Nothing much scares Erin McGowan. She's doesn't fear getting hurt. And she's not afraid of taking the fight into enemy territory.
Only one thing really worries the professional boxer - losing.
That happens rarely. She's lost one of 15 fights and that was when she dominated Monica Silvina Acosta in Buenos Aires last year but lost on the scorecards of the three Argentine judges.
The World Boxing Council declared the light welterweight title fight a sham and ordered a rematch but, as so often happens in boxing, politics was played below the belt and she sat out for the next nine months waiting for her contract with a Florida promoter to lapse.
Now she is preparing to drop down to lightweight to go on the road again, against the highly credentialed Belgian Delfine Persoon, 27, for the vacant IBF world title in Antwerp on September 21.

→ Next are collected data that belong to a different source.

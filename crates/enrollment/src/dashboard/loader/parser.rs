use super::dates::parse_datetime;
use crate::dashboard::dataset::{ColumnLayout, ColumnSlot, ContractColumn, LoadDiagnostics};
use crate::dashboard::domain::CandidateRecord;
use chrono::NaiveDateTime;
use serde::{Deserialize, Deserializer};

/// Contract columns as read from one CSV row, before typing.
#[derive(Debug, Deserialize)]
pub(crate) struct CandidateRow {
    #[serde(rename = "Entering Year", default, deserialize_with = "empty_string_as_none")]
    entering_year: Option<String>,
    #[serde(rename = "Entering Grade", default, deserialize_with = "empty_string_as_none")]
    entering_grade: Option<String>,
    #[serde(
        rename = "Candidate Status",
        default,
        deserialize_with = "empty_string_as_none"
    )]
    candidate_status: Option<String>,
    #[serde(
        rename = "Candidate Decision",
        default,
        deserialize_with = "empty_string_as_none"
    )]
    candidate_decision: Option<String>,
    #[serde(rename = "Gender", default, deserialize_with = "empty_string_as_none")]
    gender: Option<String>,
    #[serde(rename = "International", default, deserialize_with = "empty_string_as_none")]
    international: Option<String>,
    #[serde(rename = "Financial Aid", default, deserialize_with = "empty_string_as_none")]
    financial_aid: Option<String>,
    #[serde(
        rename = "Inquiry Date Submitted",
        default,
        deserialize_with = "empty_string_as_none"
    )]
    inquiry_submitted: Option<String>,
    #[serde(
        rename = "Application Date Submitted",
        default,
        deserialize_with = "empty_string_as_none"
    )]
    application_submitted: Option<String>,
    #[serde(
        rename = "Candidate decision date",
        default,
        deserialize_with = "empty_string_as_none"
    )]
    candidate_decision_date: Option<String>,
    #[serde(
        rename = "School Decision Date",
        default,
        deserialize_with = "empty_string_as_none"
    )]
    school_decision_date: Option<String>,
}

impl CandidateRow {
    /// Types the row, recording every cell that had to be dropped.
    pub(crate) fn into_record(
        self,
        extra: Vec<String>,
        diagnostics: &mut LoadDiagnostics,
    ) -> CandidateRecord {
        let entering_year = match self.entering_year.as_deref() {
            None => {
                diagnostics.missing_year += 1;
                None
            }
            Some(raw) => {
                let parsed = parse_year(raw);
                if parsed.is_none() {
                    diagnostics.unparsable_year += 1;
                }
                parsed
            }
        };

        let mut date = |column: ContractColumn, raw: Option<String>| -> Option<NaiveDateTime> {
            let raw = raw?;
            let parsed = parse_datetime(&raw);
            if parsed.is_none() {
                *diagnostics
                    .unparsable_dates
                    .entry(column.header())
                    .or_insert(0) += 1;
            }
            parsed
        };

        let inquiry_submitted = date(ContractColumn::InquiryDateSubmitted, self.inquiry_submitted);
        let application_submitted = date(
            ContractColumn::ApplicationDateSubmitted,
            self.application_submitted,
        );
        let candidate_decision_date = date(
            ContractColumn::CandidateDecisionDate,
            self.candidate_decision_date,
        );
        let school_decision_date =
            date(ContractColumn::SchoolDecisionDate, self.school_decision_date);

        CandidateRecord {
            entering_year,
            entering_grade: self.entering_grade,
            candidate_status: self.candidate_status,
            candidate_decision: self.candidate_decision,
            gender: self.gender,
            international: self.international,
            financial_aid: self.financial_aid,
            inquiry_submitted,
            application_submitted,
            candidate_decision_date,
            school_decision_date,
            extra,
        }
    }
}

/// Pulls the non-contract cells out of a raw record, in layout order.
pub(crate) fn extra_values(layout: &ColumnLayout, record: &csv::StringRecord) -> Vec<String> {
    let mut extra = vec![String::new(); layout.extra_len()];
    for (slot, value) in layout.slots().iter().zip(record.iter()) {
        if let ColumnSlot::Extra(index) = slot {
            extra[*index] = value.to_string();
        }
    }
    extra
}

fn empty_string_as_none<'de, D>(deserializer: D) -> Result<Option<String>, D::Error>
where
    D: Deserializer<'de>,
{
    let opt = Option::<String>::deserialize(deserializer)?;
    Ok(opt.filter(|value| !value.trim().is_empty()))
}

/// Accepts integral years, including the `2023.0` shape spreadsheet tools
/// write for numeric columns with blanks.
fn parse_year(raw: &str) -> Option<i32> {
    let trimmed = raw.trim();
    if let Ok(year) = trimmed.parse::<i32>() {
        return Some(year);
    }

    let (whole, fraction) = trimmed.split_once('.')?;
    if fraction.chars().all(|c| c == '0') {
        whole.parse::<i32>().ok()
    } else {
        None
    }
}

#[cfg(test)]
pub(crate) fn parse_year_for_tests(raw: &str) -> Option<i32> {
    parse_year(raw)
}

"Boxing promoters are paying big money just to bring bums into Australia - they're not world-class," she says with a verbal right hook as fearsome as the real thing. "I'm prepared to go into their home town to fight the best in the world."
McGowan, ranked No.7 in the world, is 173cm tall, has a reach of 166cm and is coming down from 64kg to the fighting limit of 61.23kg.
Her opponent is No. 2 in the world but her other details are hard to find, keeping the Australian at arm's length. "I think that sucks," McGowan said. "So I'm the underdog but I like being the underdog."
McGowan says she couldn't survive without her WA sponsors Elcord and Saferight and her employer Mimprovise, which gives her plenty of downtime as a fly-in, fly-out administration officer on mine sites. She will miss her son Ethan, a Year 8 student at Kelmscott Senior High School.
For McGowan, 31, the aim is to add to her growing reputation as one of the world's best boxers.
She once held a World Boxing Organisation crown and now wants two more titles. "I want three world titles," she says. "I have given up my dream of making money for the sport, so I'd be happy with that."